PyPI version shields.io

pfc-toolkit

The Precomputed Functional Connectome Toolkit (pfc-toolkit) is a Python module for functional lesion network mapping using the Precomputed Functional Connectome and is distributed under the 3-Cause BSD license.

This project is also known as the Precomputed Human Brain Connectome Toolkit.

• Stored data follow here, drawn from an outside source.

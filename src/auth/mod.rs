//! Caller identity and scope enforcement.
//!
//! Token issuance, refresh rotation, and password handling live in the
//! identity service; this module only verifies HS256 bearer tokens and
//! exposes the `{user_id, role, store_id, merchant_id}` tuple the
//! stock-mutation core needs for authorization decisions.

use crate::entities::store;
use crate::errors::ServiceError;
use crate::AppState;
use async_trait::async_trait;
use axum::{extract::FromRequestParts, http::request::Parts};
use chrono::Utc;
use jsonwebtoken::{decode, encode, Algorithm, DecodingKey, EncodingKey, Header, Validation};
use sea_orm::{ConnectionTrait, EntityTrait};
use serde::{Deserialize, Serialize};
use strum::{Display, EnumString};

/// Caller roles, ordered from least to most privileged.
#[derive(
    Debug, Clone, Copy, PartialEq, Eq, Serialize, Deserialize, Display, EnumString,
)]
#[serde(rename_all = "lowercase")]
#[strum(serialize_all = "lowercase")]
pub enum Role {
    Clerk,
    Admin,
    Superuser,
}

impl Role {
    fn rank(self) -> u8 {
        match self {
            Role::Clerk => 0,
            Role::Admin => 1,
            Role::Superuser => 2,
        }
    }
}

/// Claim structure for bearer tokens.
#[derive(Debug, Serialize, Deserialize)]
pub struct Claims {
    /// Subject (user id)
    pub sub: i64,
    pub role: Role,
    #[serde(skip_serializing_if = "Option::is_none")]
    pub store_id: Option<i64>,
    #[serde(skip_serializing_if = "Option::is_none")]
    pub merchant_id: Option<i64>,
    pub iat: i64,
    pub exp: i64,
}

impl Claims {
    pub fn new(
        user_id: i64,
        role: Role,
        store_id: Option<i64>,
        merchant_id: Option<i64>,
        ttl_secs: i64,
    ) -> Self {
        let now = Utc::now().timestamp();
        Self {
            sub: user_id,
            role,
            store_id,
            merchant_id,
            iat: now,
            exp: now + ttl_secs,
        }
    }
}

/// Encodes a token for the given claims. Used by the identity service and
/// by the integration test harness.
pub fn issue_token(claims: &Claims, secret: &str) -> Result<String, ServiceError> {
    encode(
        &Header::new(Algorithm::HS256),
        claims,
        &EncodingKey::from_secret(secret.as_bytes()),
    )
    .map_err(|e| ServiceError::InternalError(format!("Failed to encode token: {}", e)))
}

fn decode_token(token: &str, secret: &str) -> Result<Claims, ServiceError> {
    let data = decode::<Claims>(
        token,
        &DecodingKey::from_secret(secret.as_bytes()),
        &Validation::new(Algorithm::HS256),
    )
    .map_err(|e| ServiceError::Unauthorized(format!("Invalid token: {}", e)))?;
    Ok(data.claims)
}

/// Authenticated caller identity extracted from the Authorization header.
#[derive(Debug, Clone)]
pub struct AuthenticatedUser {
    pub user_id: i64,
    pub role: Role,
    pub store_id: Option<i64>,
    pub merchant_id: Option<i64>,
}

impl AuthenticatedUser {
    /// Rejects callers below the given role.
    pub fn require_role(&self, minimum: Role) -> Result<(), ServiceError> {
        if self.role.rank() < minimum.rank() {
            return Err(ServiceError::Forbidden(format!(
                "Requires {} role or higher",
                minimum
            )));
        }
        Ok(())
    }

    /// Verifies the caller may act on the given store.
    ///
    /// Clerks and admins are pinned to their own store; superusers may act
    /// on any store owned by their merchant account.
    pub async fn ensure_store_scope<C: ConnectionTrait>(
        &self,
        conn: &C,
        store_id: i64,
    ) -> Result<(), ServiceError> {
        match self.role {
            Role::Clerk | Role::Admin => {
                if self.store_id != Some(store_id) {
                    return Err(ServiceError::Forbidden(
                        "Store is outside your scope".to_string(),
                    ));
                }
                Ok(())
            }
            Role::Superuser => {
                let store = store::Entity::find_by_id(store_id)
                    .one(conn)
                    .await?
                    .ok_or_else(|| ServiceError::NotFound("Store not found".to_string()))?;
                if store.merchant_id != self.user_id {
                    return Err(ServiceError::Forbidden(
                        "Store is not in your account".to_string(),
                    ));
                }
                Ok(())
            }
        }
    }
}

impl From<Claims> for AuthenticatedUser {
    fn from(claims: Claims) -> Self {
        Self {
            user_id: claims.sub,
            role: claims.role,
            store_id: claims.store_id,
            merchant_id: claims.merchant_id,
        }
    }
}

#[async_trait]
impl FromRequestParts<AppState> for AuthenticatedUser {
    type Rejection = ServiceError;

    async fn from_request_parts(
        parts: &mut Parts,
        state: &AppState,
    ) -> Result<Self, Self::Rejection> {
        let header = parts
            .headers
            .get(http::header::AUTHORIZATION)
            .and_then(|v| v.to_str().ok())
            .ok_or_else(|| {
                ServiceError::Unauthorized("Missing authorization header".to_string())
            })?;

        let token = header
            .strip_prefix("Bearer ")
            .or_else(|| header.strip_prefix("bearer "))
            .ok_or_else(|| {
                ServiceError::Unauthorized("Invalid authorization header format".to_string())
            })?;

        let claims = decode_token(token, &state.config.jwt_secret)?;
        Ok(claims.into())
    }
}

#[cfg(test)]
mod tests {
    use super::*;

    const SECRET: &str = "test_secret_key_for_testing_purposes_only_32chars";

    #[test]
    fn token_round_trip_preserves_identity() {
        let claims = Claims::new(7, Role::Admin, Some(3), None, 3600);
        let token = issue_token(&claims, SECRET).unwrap();
        let decoded = decode_token(&token, SECRET).unwrap();
        assert_eq!(decoded.sub, 7);
        assert_eq!(decoded.role, Role::Admin);
        assert_eq!(decoded.store_id, Some(3));
    }

    #[test]
    fn tampered_secret_is_rejected() {
        let claims = Claims::new(7, Role::Clerk, Some(3), None, 3600);
        let token = issue_token(&claims, SECRET).unwrap();
        assert!(decode_token(&token, "another_secret_that_is_long_enough_xx").is_err());
    }

    #[test]
    fn role_ordering_gates_privileged_operations() {
        let clerk = AuthenticatedUser {
            user_id: 1,
            role: Role::Clerk,
            store_id: Some(1),
            merchant_id: None,
        };
        assert!(clerk.require_role(Role::Clerk).is_ok());
        assert!(clerk.require_role(Role::Admin).is_err());

        let superuser = AuthenticatedUser {
            user_id: 2,
            role: Role::Superuser,
            store_id: None,
            merchant_id: None,
        };
        assert!(superuser.require_role(Role::Admin).is_ok());
    }
}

The project was started in 2019 by William Drew for his Harvard undergraduate thesis project ('21).

The project was supervised by Dr. Michael D. Fox, MD, PhD first at the Berenson-Allen Center for Noninvasive Brain Stimulation at Beth Israel Deaconess Medical Center and later at the Center for Brain Circuit Therapeutics at Brigham and Women's Hospital.

This project references work from @clin045's and @alexlicohen's connectome_quick.py from nimlab and @andreashorn's connectome.sh from LeadDBS.

The Precomputed Functional Connectome Toolkit is for research only; please do not use results from PFC Toolkit for clinical decisions.

Installation

Dependencies

pfc-toolkit requires:

  • Python (>=3.6)
  • NumPy
  • SciPy
  • Numba
  • Nibabel
  • Nilearn
  • tqdm
  • natsort
  • importlib

User Installation

Install using pip

pip install pfc-toolkit

Usage

Generate Functional Lesion Network Maps

  1. Create a folder named pfctoolkit_config in your home directory.
mkdir ~/pfctoolkit_config
  1. Set up your precomputed connectome config file. An example config file is located here. Make a copy of the config file to the pfctoolkit_config folder. Edit the config file and swap out the precomputed connectome paths to where you have downloaded the connectome files on your machine.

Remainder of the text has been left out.